Уязвимость в методе, которым веб-приложения обрабатывают зашифрованные куки
сессий, подвергает банковские аккаунты значительному риску.
Ошибка в Microsoft ASP.Net связана с алгоритмом шифрования AES и обработкой
ошибок в нем. "Если зашифрованный текст изменяется, приложение генерирует
ошибку, которая дает нападающему некоторую информацию о том как работает в
приложении процесс дешифровки", - пишет один из авторов исследования. "Чем
больше ошибок - тем больше данных. Приемлемое их количество может дать хакеру
достаточно сведений для реального подбора ключа, используемого при шифровании".
Это может позволить взломщику расшифровать перехваченные куки, подделать
аутентификационные ключи и выполнить ряд других атак.
Исследователи Таи Дуонг и Джулиано Риццо разработали
эксплоит, который реализует атаку
основываясь на предыдущих работах по взлому других фреймворков.
"Самое важное в новой уязвимости то, что она касается любого ASP.NET
приложения", - объясняет Риццо. "Вкратце - вы можете расшифровать куки,
просмотреть статус, сформировать тикет авторизации, пароль пользователя или
подменить данные, в общем испортить все, что шифруется при помощи API. Влияние
этой уязвимости зависит от приложения, установленного на сервере, и колеблется
от раскрытия информации до полной компрометации системы".

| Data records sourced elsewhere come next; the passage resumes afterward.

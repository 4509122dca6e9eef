// sheetcore/src/formula/parser.rs
// Parses formula text into an `Expr` tree using the grammar in grammar.pest.

use pest::iterators::Pair;
use pest::Parser;
use pest_derive::Parser;

use super::ast::Expr;
use crate::position::Position;

#[derive(Parser)]
#[grammar = "formula/grammar.pest"]
struct FormulaParser;

/// A malformed formula. Carries the offending text for the `FormulaSyntax`
/// error message the core surfaces.
#[derive(Debug, Clone, PartialEq, Eq)]
pub struct FormulaSyntaxError(pub String);

pub fn parse(text: &str) -> Result<Expr, FormulaSyntaxError> {
    let mut pairs = FormulaParser::parse(Rule::formula, text)
        .map_err(|e| FormulaSyntaxError(e.to_string()))?;
    let formula = pairs.next().expect("formula rule always produced on success");
    let expr_pair = formula
        .into_inner()
        .next()
        .expect("formula = { expr ~ EOI }, expr always present");
    build_expr(expr_pair)
}

fn build_expr(pair: Pair<Rule>) -> Result<Expr, FormulaSyntaxError> {
    match pair.as_rule() {
        Rule::expr => {
            let mut inner = pair.into_inner();
            let mut acc = build_expr(inner.next().unwrap())?;
            let mut rest = inner.peekable();
            while let Some(op) = rest.next() {
                let rhs = build_expr(rest.next().expect("add_op always paired with a term"))?;
                acc = match op.as_str() {
                    "+" => Expr::Add(Box::new(acc), Box::new(rhs)),
                    "-" => Expr::Sub(Box::new(acc), Box::new(rhs)),
                    other => unreachable!("unexpected add_op {other:?}"),
                };
            }
            Ok(acc)
        }
        Rule::term => {
            let mut inner = pair.into_inner();
            let mut acc = build_expr(inner.next().unwrap())?;
            let mut rest = inner.peekable();
            while let Some(op) = rest.next() {
                let rhs = build_expr(rest.next().expect("mul_op always paired with a factor"))?;
                acc = match op.as_str() {
                    "*" => Expr::Mul(Box::new(acc), Box::new(rhs)),
                    "/" => Expr::Div(Box::new(acc), Box::new(rhs)),
                    other => unreachable!("unexpected mul_op {other:?}"),
                };
            }
            Ok(acc)
        }
        Rule::factor => {
            let mut inner = pair.into_inner();
            let first = inner.next().unwrap();
            match first.as_rule() {
                Rule::unary_op => {
                    let atom = build_expr(inner.next().expect("unary_op always paired with an atom"))?;
                    Ok(match first.as_str() {
                        "-" => Expr::Neg(Box::new(atom)),
                        "+" => atom,
                        other => unreachable!("unexpected unary_op {other:?}"),
                    })
                }
                Rule::atom => build_expr(first),
                other => unreachable!("unexpected factor child {other:?}"),
            }
        }
        Rule::atom => build_expr(pair.into_inner().next().unwrap()),
        Rule::number => {
            let text = pair.as_str();
            text.parse::<f64>()
                .map(Expr::Number)
                .map_err(|_| FormulaSyntaxError(text.to_string()))
        }
        Rule::cell_ref => text_as_cell(pair.as_str()),
        Rule::expr | Rule::formula => unreachable!("handled above"),
        _ => unreachable!("grammar produced an unexpected rule"),
    }
}

fn text_as_cell(text: &str) -> Result<Expr, FormulaSyntaxError> {
    text.parse::<Position>()
        .map(Expr::Cell)
        .map_err(|_| FormulaSyntaxError(text.to_string()))
}

#[cfg(test)]
mod tests {
    use super::*;

    #[test]
    fn parses_simple_arithmetic() {
        let e = parse("1+2*3").unwrap();
        assert_eq!(e, Expr::Add(Box::new(Expr::Number(1.0)), Box::new(Expr::Mul(Box::new(Expr::Number(2.0)), Box::new(Expr::Number(3.0))))));
    }

    #[test]
    fn rejects_garbage() {
        assert!(parse("1 + + ").is_err());
        assert!(parse("").is_err());
        assert!(parse("1 2").is_err());
    }

    #[test]
    fn rejects_leading_zero_cell_row() {
        assert!(parse("A01").is_err());
    }

    #[test]
    fn parses_cell_reference() {
        let e = parse("A1").unwrap();
        assert_eq!(e, Expr::Cell(Position::new(0, 0)));
    }
}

Он так же поясняет, что данная атака позволяет "среднеобразованному" хакеру
взломать сайт за час или даже быстрее.
"Первая часть атаки требует нескольких тысяч запросов, но как только она
удастся и атакующий получит секретный ключ, она станет полностью незаметна. А
криптографические знания, требуемые для ее осуществления, крайне незначительны".